Forgive me for paraphrasing: "Oh Justin. Works great. My friends are great. School is great. That gaping hole you left in my heart has just began to scab over." I talked entirely too optimistically, and glossed over the heartbreaking conversation I had prepared for in my mind. When I was finished, he remained quiet. "So, whats the real reason for you calling? You don't just decide to phone up someone at midnight when you haven't spoken to them in 5 months." His head was boiling now. I could hear it. "I really want to tell you, but I can't." Alright, "fine", I said, I wasn't going to push him. His studdering reassured me that he was going to spill it out relatively soon anyway.

I decide to joke around a bit. "What. Its not like you've got any kids or anything. Right?" Quiet. Damn. "Well, I might." He was near tears at this point. "Oh. Do you want to tell me whats going on?" He launches into a hysterical monologue about how he had just had sex for the first time, and now he was worried that he had gotten the girl pregnant. "Calm down. I know you're not stupid enough not to use a condom, and I assume that you decided to sleep with a girl smart enough to be on birth-control." Thinking about it, he assures me that the both were true.

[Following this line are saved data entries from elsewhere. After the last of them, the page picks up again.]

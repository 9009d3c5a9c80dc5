//! Domain-level errors

use thiserror::Error;

/// Errors that can occur in the domain layer
#[derive(Debug, Error, PartialEq, Eq)]
pub enum DomainError {
    /// A turn arrived without a usable query
    #[error("Query must not be empty")]
    EmptyQuery,
}
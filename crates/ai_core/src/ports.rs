//! Port definitions for the generation engine
//!
//! Defines the trait (port) that generation clients implement, plus the
//! request/response types shared with adapters.

use async_trait::async_trait;
use serde::{Deserialize, Serialize};

use crate::error::GenerationError;

/// Request for a chat completion
#[derive(Debug, Clone, Serialize, Deserialize)]
pub struct ChatRequest {
    /// Messages in the conversation
    pub messages: Vec<ChatMessage>,
    /// Model to use (overrides the config default)
    #[serde(skip_serializing_if = "Option::is_none")]
    pub model: Option<String>,
    /// Maximum tokens to generate
    #[serde(skip_serializing_if = "Option::is_none")]
    pub max_tokens: Option<u32>,
    /// Temperature for sampling
    #[serde(skip_serializing_if = "Option::is_none")]
    pub temperature: Option<f32>,
}

/// A message in the chat request (OpenAI-compatible format)
#[derive(Debug, Clone, Serialize, Deserialize)]
pub struct ChatMessage {
    pub role: String,
    pub content: String,
}

impl ChatRequest {
    /// Create a single-turn request
    pub fn simple(user_message: impl Into<String>) -> Self {
        Self {
            messages: vec![ChatMessage {
                role: "user".to_string(),
                content: user_message.into(),
            }],
            model: None,
            max_tokens: None,
            temperature: None,
        }
    }

    /// Create a request with a system message ahead of the user message
    pub fn with_system(system: impl Into<String>, user: impl Into<String>) -> Self {
        Self {
            messages: vec![
                ChatMessage {
                    role: "system".to_string(),
                    content: system.into(),
                },
                ChatMessage {
                    role: "user".to_string(),
                    content: user.into(),
                },
            ],
            model: None,
            max_tokens: None,
            temperature: None,
        }
    }

    /// Set the model for this request
    #[must_use]
    pub fn with_model(mut self, model: impl Into<String>) -> Self {
        self.model = Some(model.into());
        self
    }

    /// Set temperature
    #[must_use]
    pub const fn with_temperature(mut self, temp: f32) -> Self {
        self.temperature = Some(temp);
        self
    }
}

/// Response from a chat completion
#[derive(Debug, Clone, Serialize, Deserialize)]
pub struct ChatResponse {
    /// Generated content
    pub content: String,
    /// Model that generated the response
    pub model: String,
    /// Token usage statistics
    pub usage: Option<TokenUsage>,
    /// Finish reason reported by the backend
    pub finish_reason: Option<String>,
}

/// Token usage statistics
#[derive(Debug, Clone, Serialize, Deserialize)]
pub struct TokenUsage {
    pub prompt_tokens: u32,
    pub completion_tokens: u32,
    pub total_tokens: u32,
}

/// Port for generation engine implementations
#[async_trait]
pub trait ChatEngine: Send + Sync {
    /// Generate a complete response
    async fn generate(&self, request: ChatRequest) -> Result<ChatResponse, GenerationError>;

    /// Check if the generation server is reachable
    async fn health_check(&self) -> Result<bool, GenerationError>;

    /// Get the current default model
    fn default_model(&self) -> &str;
}
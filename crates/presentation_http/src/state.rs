//! Application state shared across handlers

use std::sync::Arc;

use application::TurnService;

/// Shared application state
#[derive(Clone)]
pub struct AppState {
    /// Turn orchestration service
    pub turn_service: Arc<TurnService>,
}
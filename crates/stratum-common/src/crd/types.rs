//! Supporting types for the Cluster resource

use schemars::JsonSchema;
use serde::{Deserialize, Serialize};

/// An availability zone and the subnet the cluster uses inside it
#[derive(Clone, Debug, Default, Deserialize, Serialize, JsonSchema, PartialEq, Eq)]
pub struct ZoneSpec {
    /// Zone name (e.g., "us-east-1a")
    pub name: String,

    /// Subnet for this zone; assigned from the network CIDR when unset
    #[serde(default, skip_serializing_if = "Option::is_none")]
    pub cidr: Option<String>,
}

impl ZoneSpec {
    /// Create a zone without a subnet (to be assigned)
    pub fn new(name: impl Into<String>) -> Self {
        Self {
            name: name.into(),
            cidr: None,
        }
    }

    /// Create a zone with an explicit subnet
    pub fn with_cidr(name: impl Into<String>, cidr: impl Into<String>) -> Self {
        Self {
            name: name.into(),
            cidr: Some(cidr.into()),
        }
    }

    /// The zone's subnet, treating an empty string as unset
    pub fn cidr(&self) -> Option<&str> {
        self.cidr.as_deref().filter(|c| !c.is_empty())
    }
}

/// Container runtime configuration
#[derive(Clone, Debug, Default, Deserialize, Serialize, JsonSchema, PartialEq, Eq)]
#[serde(rename_all = "camelCase")]
pub struct DockerConfig {
    /// MTU for the container bridge
    #[serde(default, skip_serializing_if = "Option::is_none")]
    pub mtu: Option<u32>,

    /// Registry the runtime may pull from without TLS (e.g., "myregistry.com:1234")
    #[serde(default, skip_serializing_if = "Option::is_none")]
    pub insecure_registry: Option<String>,

    /// Bridge pods attach to (default: cbr0)
    #[serde(default, skip_serializing_if = "Option::is_none")]
    pub bridge: Option<String>,
}

/// A named etcd cluster and its members
#[derive(Clone, Debug, Default, Deserialize, Serialize, JsonSchema, PartialEq, Eq)]
pub struct EtcdClusterSpec {
    /// Role of this etcd cluster (e.g., "main", "events")
    pub name: String,

    /// Members, one per zone
    #[serde(default)]
    pub members: Vec<EtcdMemberSpec>,
}

/// A single etcd member pinned to a zone
#[derive(Clone, Debug, Default, Deserialize, Serialize, JsonSchema, PartialEq, Eq)]
pub struct EtcdMemberSpec {
    /// Member name; always the zone name
    pub name: String,

    /// Zone the member runs in
    pub zone: String,
}

impl EtcdMemberSpec {
    /// Create the member for a zone
    pub fn for_zone(zone: impl Into<String>) -> Self {
        let zone = zone.into();
        Self {
            name: zone.clone(),
            zone,
        }
    }
}

/// Node agent configuration
#[derive(Clone, Debug, Default, Deserialize, Serialize, JsonSchema, PartialEq, Eq)]
#[serde(rename_all = "camelCase")]
pub struct KubeletConfig {
    /// Serve the debugging handlers (exec, logs, port-forward)
    #[serde(default, skip_serializing_if = "Option::is_none")]
    pub enable_debugging_handlers: Option<bool>,

    /// Let the kubelet reconcile its pod CIDR from the API server
    #[serde(
        rename = "reconcileCIDR",
        default,
        skip_serializing_if = "Option::is_none"
    )]
    pub reconcile_cidr: Option<bool>,
}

My heart, at this point, had just begun to sink alittle. "Look. If you're worried about this, you've got to talk it over with the girl. I'm not the person you want to talk about this with. You didn't want to sleep with me, remember?" I've prepared for this moment all my life. I would like to pre-thank the Academy for my nomination. "How the mighty have fallen. You, the self-righteous, you the "pure", you got drunk and slept with the first slut that fell into your bed. I wouldn't touch you to save your life."

This was his time of need, and I was being as cold and heartless as the Killers, one and hopefully only, album. "But he needs you", one of my friends said. He needs nothing of the sort. He "needs" the wake the fuck up. I've put up with abuse: verbal, mental, from him. He broke my heart. He walked all over me on the way to the door. I was angry.

"I don't like where my life is headed. I need to get out of here. I just don't know how." Hushed, he held up his white flag.

A wave of pity/love washed over me. "Look. Justin. Tell me what you need. Money? I have it. A place to stay? Come on over. You are living in madness. If you are truly want to get out of this, you need to tell me what to do for you." I couldn't stay angry now. "I will do anything for you. Just tell me what it is you need. I've known you long enough now. We're beyond embarassment. Don't succumb to failure like so many of our friends have."

I go into a diatribe about motivation, or more specifically, his lack of it. I don't question his actions, I can't, they aren't my actions to judge. I touch on his drinking and drug use. I'm not fighting for the war on drugs, but when it keeps you from getting up in the morning, theres a problem.

We speak softly. We're walking on the top of snow thats been frozen over during the night. We promise that we'll do something about this.

I tell him that he needs to go to sleep. He'll feel better in the morning. What I really want to do, is to crawl beside him and hold him, we would both feel better in the morning. I'm not thinking about my crushes, I'm not thinking about work, I'm not thinking about me; I think about him, I think about what I can do, I think about us.

I don't sleep well that night. I'm a zombie the next day. We've talked a few more times since that evening. He isn't as gentle, nor is he as kind and needy. We go back to abuse. He ignores me, I take it. He argues with me, its like old times. I'm kind, he isn't.

"Here I go again, on my own, goin' down the only road I've ever known." My life is a power-ballad. I think about him all day. But, my thoughts fall somewhere short of reality. Maybe I should have just hung up the phone that night. I know that would have been wrong, and I've been raised better than that.

I don't feel the urge to go to the record store. I don't want to subject myself to people. Going out with some friends today, I only wanted to go home. Put a thousand sweaters on me and I'm still cold. I listen to "Hallelujah" on repeat all day. Thats our song. He isn't as dramatic as Jeff Buckley but his life may end up the same way. I pray. I go out of my mind.